Wednesday, March 11, 2009

Et tu U2?

The big news around my neighborhood these days is the super secret U2 concert playing at the Somerville Theater tonight. The concert has generated a lot of buzz and it seems like nearly everyone has an opinion.

Some people are excited to have Somerville recognized with such a prestigious event. Others think the crowds and chaos are too much of a headache to be worth it. Some are optimistic the crowds will generate significant revenue for local businesses. Others are upset that tickets aren't being sold locally, but were only available through radio stations. The list goes on.

I mention this not only because I'm crazy sick and can't use my brain long enough to do anything useful, but because its got me thinking about what makes something the topic of so much talk and speculation.

What I find really interesting, though, is the way news builds on itself. Since yesterday, there have been TV crews and reporters surrounding the theater. This indicates that there must be something newsworthy going on, and with local bloggers covering the concert as well, the excitement seems to just keep building.

Sometimes I think about getting a couple of fake news crews together to stand on a street corner and pretend like something exciting is about to happen. Interview a few random passers-by and see what happens.
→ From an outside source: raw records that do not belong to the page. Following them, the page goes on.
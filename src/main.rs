//! Held-Karp TSP Solver - Command Line Interface
//!
//! Exact Traveling Salesman cycles and paths for small distance graphs.

use clap::{Parser, Subcommand, ValueEnum};
use held_karp::benchmark::{Benchmark, BenchmarkConfig};
use held_karp::config::SolverConfig;
use held_karp::graph::DistanceGraph;
use held_karp::solver::HeldKarpSolver;
use indicatif::{ProgressBar, ProgressStyle};

use std::path::{Path, PathBuf};
use std::time::Instant;

#[derive(Parser)]
#[command(name = "held-karp")]
#[command(version = "1.0")]
#[command(about = "Exact TSP solver using the Held-Karp dynamic program")]
struct Cli {
    #[command(subcommand)]
    command: Commands,
}

#[derive(Subcommand)]
enum Commands {
    /// Solve a distance matrix (JSON or CSV)
    Solve {
        #[arg(short, long)]
        input: PathBuf,

        /// Find a Hamiltonian path instead of a cycle
        #[arg(long)]
        path: bool,

        /// Backend running the dynamic program
        #[arg(short, long, value_enum)]
        backend: Option<Backend>,

        /// Refuse graphs larger than this
        #[arg(long)]
        max_cities: Option<usize>,

        /// JSON solver configuration
        #[arg(short, long)]
        config: Option<PathBuf>,

        /// Output solution to file
        #[arg(short, long)]
        output: Option<PathBuf>,

        /// Verbose output
        #[arg(short, long)]
        verbose: bool,
    },

    /// Write a random Euclidean distance matrix as JSON
    Generate {
        #[arg(short = 'n', long)]
        cities: usize,

        /// Random seed
        #[arg(short, long, default_value = "42")]
        seed: u64,

        #[arg(short, long)]
        output: PathBuf,
    },

    /// Time both backends on one random instance
    Perf {
        #[arg(short = 'n', long, default_value = "16")]
        cities: usize,

        /// Random seed
        #[arg(short, long, default_value = "42")]
        seed: u64,
    },

    /// Run benchmarks over a range of sizes
    Benchmark {
        #[arg(long, default_value = "4")]
        min_cities: usize,

        #[arg(long, default_value = "14")]
        max_cities: usize,

        /// Number of random instances per size
        #[arg(short, long, default_value = "5")]
        runs: usize,

        /// Random seed
        #[arg(short, long, default_value = "42")]
        seed: u64,

        /// Output directory for results
        #[arg(short, long, default_value = "results")]
        output: PathBuf,
    },
}

#[derive(Copy, Clone, PartialEq, Eq, ValueEnum, Debug)]
enum Backend {
    /// In-process typed subset table
    Reference,
    /// Shared paged memory region
    FlatMemory,
}

impl From<Backend> for held_karp::Backend {
    fn from(backend: Backend) -> Self {
        match backend {
            Backend::Reference => held_karp::Backend::Reference,
            Backend::FlatMemory => held_karp::Backend::FlatMemory,
        }
    }
}

fn main() {
    env_logger::init();

    let cli = Cli::parse();

    let outcome = match cli.command {
        Commands::Solve { input, path, backend, max_cities, config, output, verbose } => {
            solve(&input, path, backend, max_cities, config, output, verbose)
        }
        Commands::Generate { cities, seed, output } => generate(cities, seed, &output),
        Commands::Perf { cities, seed } => perf(cities, seed),
        Commands::Benchmark { min_cities, max_cities, runs, seed, output } => {
            run_benchmark(min_cities, max_cities, runs, seed, &output)
        }
    };

    if let Err(e) = outcome {
        eprintln!("Error: {}", e);
        std::process::exit(1);
    }
}

fn solve(
    input: &Path,
    path: bool,
    backend: Option<Backend>,
    max_cities: Option<usize>,
    config: Option<PathBuf>,
    output: Option<PathBuf>,
    verbose: bool,
) -> held_karp::Result<()> {
    let mut config = match config {
        Some(file) => SolverConfig::from_file(file)?,
        None => SolverConfig::default(),
    };
    if let Some(backend) = backend {
        config.backend = backend.into();
    }
    if let Some(max) = max_cities {
        config.max_cities = max;
    }

    println!("Loading distance matrix from {:?}...", input);
    let graph = DistanceGraph::from_file(input)?;

    if verbose {
        println!("{}", graph.statistics());
        println!("Backend: {}", config.backend);
    }

    let solver = HeldKarpSolver::new(config);
    let start = Instant::now();

    let json = if path {
        let solution = solver.solve_path(&graph)?;
        println!("\n{}", solution);
        serde_json::to_string_pretty(&solution)?
    } else {
        let solution = solver.solve_cycle(&graph)?;
        println!("\n{}", solution);
        serde_json::to_string_pretty(&solution)?
    };

    println!("Time: {:.4}s", start.elapsed().as_secs_f64());

    if let Some(out_path) = output {
        std::fs::write(&out_path, json)?;
        println!("\nSolution saved to {:?}", out_path);
    }

    Ok(())
}

fn generate(cities: usize, seed: u64, output: &Path) -> held_karp::Result<()> {
    let graph = DistanceGraph::random_euclidean(cities, seed)?;
    graph.save_json(output)?;
    println!("Wrote {} cities (seed {}) to {:?}", cities, seed, output);
    Ok(())
}

fn perf(cities: usize, seed: u64) -> held_karp::Result<()> {
    let graph = DistanceGraph::random_euclidean(cities, seed)?;
    println!("n = {}", cities);

    let mut solutions = Vec::new();
    for backend in held_karp::Backend::ALL {
        let solver = HeldKarpSolver::new(SolverConfig { backend, max_cities: cities });
        let start = Instant::now();
        let solution = solver.solve_cycle(&graph)?;
        println!("\nHK/{}: {:.4}s", backend, start.elapsed().as_secs_f64());
        print!("{}", solution);
        solutions.push(solution);
    }

    let agreed = solutions.windows(2).all(|w| w[0] == w[1]);
    println!("\nBackends agree: {}", agreed);
    Ok(())
}

fn run_benchmark(
    min_cities: usize,
    max_cities: usize,
    runs: usize,
    seed: u64,
    output: &Path,
) -> held_karp::Result<()> {
    std::fs::create_dir_all(output)?;

    let config = BenchmarkConfig {
        min_cities,
        max_cities,
        num_runs: runs,
        seed,
        ..Default::default()
    };
    let mut benchmark = Benchmark::new(config);

    let sizes = max_cities.saturating_sub(min_cities) + 1;
    let pb = ProgressBar::new(sizes as u64);
    pb.set_style(
        ProgressStyle::default_bar()
            .template(
                "{spinner:.green} [{elapsed_precise}] [{wide_bar:.cyan/blue}] {pos}/{len} {msg}",
            )
            .unwrap_or_else(|_| ProgressStyle::default_bar())
            .progress_chars("#>-"),
    );

    for cities in min_cities..=max_cities {
        pb.set_message(format!("n={}", cities));
        benchmark.run_size(cities)?;
        pb.inc(1);
    }
    pb.finish_with_message("done");

    let results_path = output.join("results.csv");
    benchmark.export_to_csv(&results_path)?;
    println!("\nResults exported to {:?}", results_path);

    let stats_path = output.join("statistics.csv");
    benchmark.export_statistics_csv(&stats_path)?;
    println!("Statistics exported to {:?}", stats_path);

    let report = benchmark.generate_report();
    println!("\n{}", report);

    let report_path = output.join("report.txt");
    std::fs::write(&report_path, &report)?;
    println!("Report saved to {:?}", report_path);

    Ok(())
}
A lot of people complain a lot about the popularity of pop culture (please ignore the contradiction in terms there, I am very sick!). How many times have you heard people complain about "average people's" fascination with Britney Spears, Michael Jackson, that woman who just had a boat load of kids, etc etc etc when "good people" should be caring about helping starving children, ending war, improving the environment, and fixing all the other things wrong with our world?

I think about this a lot because it often seems to me like the biggest problem with social movements is that they are just not cool. Seriously, find some random person on the street and tell them you want to save the world. See how cool you feel.

This is particularly my pet peeve with anti-drug commercials - the anti-smoking commercials are brilliant because they vilify The Man, who everyone wants to rage against anyway. Anti-pot commercials, on the other hand, are just not cool. They're just not. They are so poorly done it makes me angry.

What I'm trying to say here, is that so many movements are marketed to people's intellect. They tell people what's going on, why they should care, and what they can do about it. Rational people listening to the argument will listen, learn, and act based on those arguments.

But the problem is that people aren't rational. People are all kinds of crazy and do all kinds of crazy things because they feel an irrational, emotional need to. Why did so many people buy Hummers? Why did the Prius - which looked distinctive from other cars do so much better than other Hybrids (with better mileage) that looked exactly the same as other cars? Why do I hate Quiznos? (It's because of their crazy baby commercials which haven't run for like 5 years now). Why do people buy expensive soap when the cheap soap is the exact same thing?

Marketers of products and services have known for years how to play on people's emotions, building relationships with them and working within their frame of reference. Both social movement marketers tend to stick to rational, logical arguments.

Sometime I wonder if movements should spend less time arguing why someone should care and instead go to that old high school standby - "Get invovled...all the cool kids are doing it."